The liable TDS rates on the sale of NRI-owned property would be:
- On the property sale the LTCG tax held for exceeding 2 years: 20%.
- STCG tax upon property sale which is owned for less than 2 years: As per the Income tax slab rates for NRIs.
Along with that the surcharges and cess should indeed be applicable to the capital gains.
Facts of TAN Number, TDS Payment and Return
The buyer of the property is obligated to comply with Section 195 of the ITA and make additional mandatory reporting compliances as below:
- Received TAN: Towards TDS deduction, one is obligated to receive the tax Deduction and Collection Account Number (TAN No.) when purchasing the property from NRI.
- TDS Deduction: If the TDS has been deducted by the buyer, then you need to deposit the TDS before the Income Tax department within 7 days from the due date of the month when the deduction would get started.
- TDS Deposit: TDS should be deposited through Challan No./ITNS 281. e-Payment of TDS could get started online via the following website: e-Payment for TIN (egov-nsdl.com).
- TDS Return Filing: Post-tax payment, the purchaser is mandated to furnish the TDS return. The same is obligated to file in Form No 27Q specified by the income tax dept. A separate Form No 27Q is mandated to get submitted towards every quarter where TDS has been deducted. Within 31 days from the quarter end when the TDS gets deducted, the return is mandated to get filed to the government.
- Issue Form No 16A: As a purchaser, needed to furnish Form No. 16A to the NRI who is selling the property.

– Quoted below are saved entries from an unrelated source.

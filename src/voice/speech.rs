//! Speech output queue
//!
//! Replies and voice changes go through one FIFO channel drained by a single
//! blocking worker, so a voice switch takes effect exactly between the
//! utterances it was queued between.

use anyhow::{bail, Context, Result};
use std::process::Command;
use tokio::sync::mpsc::{self, UnboundedSender};
use tokio::task::JoinHandle;
use tracing::{debug, warn};

use crate::lang::Language;

/// One item on the speech queue
#[derive(Debug, Clone, PartialEq, Eq)]
pub enum SpeechTask {
    Say(String),
    SelectVoice(usize),
}

/// Something that can turn text into audible speech
pub trait Synthesizer: Send {
    fn select_voice(&mut self, voice_id: usize) -> Result<()>;

    /// Speak and block until finished
    fn speak(&mut self, text: &str) -> Result<()>;
}

/// Drop markdown emphasis and code marks that engines would read aloud
pub fn clean_for_speech(text: &str) -> String {
    text.chars()
        .filter(|c| !matches!(c, '*' | '#' | '`' | '_'))
        .collect::<String>()
        .split_whitespace()
        .collect::<Vec<_>>()
        .join(" ")
}

/// Handle for enqueueing speech
#[derive(Debug, Clone)]
pub struct SpeechQueue {
    tx: UnboundedSender<SpeechTask>,
}

impl SpeechQueue {
    /// Start the worker; it stops once every handle is dropped
    pub fn spawn<S: Synthesizer + 'static>(mut synthesizer: S) -> (Self, JoinHandle<()>) {
        let (tx, mut rx) = mpsc::unbounded_channel::<SpeechTask>();

        let worker = tokio::task::spawn_blocking(move || {
            while let Some(task) = rx.blocking_recv() {
                let result = match &task {
                    SpeechTask::Say(text) => synthesizer.speak(text),
                    SpeechTask::SelectVoice(id) => synthesizer.select_voice(*id),
                };
                if let Err(e) = result {
                    warn!("Speech task {:?} failed: {:#}", task, e);
                }
            }
            debug!("Speech worker stopped");
        });

        (Self { tx }, worker)
    }

    /// Queue text; false once the worker is gone
    pub fn say(&self, text: &str) -> bool {
        let text = clean_for_speech(text);
        if text.is_empty() {
            return true;
        }
        self.tx.send(SpeechTask::Say(text)).is_ok()
    }

    pub fn select_voice(&self, voice_id: usize) -> bool {
        self.tx.send(SpeechTask::SelectVoice(voice_id)).is_ok()
    }
}

/// System speech command: `say` on macOS, `espeak-ng`/`espeak` elsewhere
#[derive(Debug, Clone)]
pub struct CommandSynthesizer {
    language: Language,
    voice_id: usize,
}

const MAC_VOICES: &[(&str, &str)] = &[("Samantha", "Monica"), ("Daniel", "Jorge"), ("Karen", "Paulina")];
const ESPEAK_VARIANTS: &[&str] = &["m3", "f3", "m1", "f2"];

impl CommandSynthesizer {
    pub fn new(language: Language, voice_id: usize) -> Self {
        Self { language, voice_id }
    }

    fn command(&self, text: &str) -> Command {
        if cfg!(target_os = "macos") {
            let (english, spanish) = MAC_VOICES[self.voice_id % MAC_VOICES.len()];
            let voice = match self.language {
                Language::English => english,
                Language::Spanish => spanish,
            };
            let mut cmd = Command::new("say");
            cmd.args(["-v", voice, text]);
            cmd
        } else {
            let variant = ESPEAK_VARIANTS[self.voice_id % ESPEAK_VARIANTS.len()];
            let program = if which_exists("espeak-ng") { "espeak-ng" } else { "espeak" };
            let voice = format!("{}+{}", self.language.code(), variant);
            let mut cmd = Command::new(program);
            cmd.args(["-v", voice.as_str(), text]);
            cmd
        }
    }
}

impl Synthesizer for CommandSynthesizer {
    fn select_voice(&mut self, voice_id: usize) -> Result<()> {
        self.voice_id = voice_id;
        Ok(())
    }

    fn speak(&mut self, text: &str) -> Result<()> {
        if text.trim().is_empty() {
            bail!("Cannot speak empty text");
        }
        let status = self
            .command(text)
            .status()
            .context("Failed to start speech command")?;
        if !status.success() {
            bail!("Speech command exited with {}", status);
        }
        Ok(())
    }
}

fn which_exists(program: &str) -> bool {
    std::env::var_os("PATH")
        .map(|paths| std::env::split_paths(&paths).any(|dir| dir.join(program).is_file()))
        .unwrap_or(false)
}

Nil/ Lesser TDS Deductions
NRI sellers could claim the utility of tax deductions at lesser rates to the income tax jurisdictional assessing officer. A resident buyer of the property made the application beneath section 195(2) of the Income Tax Act for revealing the part of the income applicable for the deduction of tax.
The NRI seller could indeed apply in Form 13 to obtain a lower/ Nil TDS (under Section 197) for such receipts.
A certificate shall be issued by the assessing officer which specified the tax deduction amount, on which the buyer is obligated to deduct TDS on the total sale consideration. For finding out the tax amount deductible, if the buyer or NRI seller does not file any application then the tax is required to be deducted on the complete sale consideration of the property.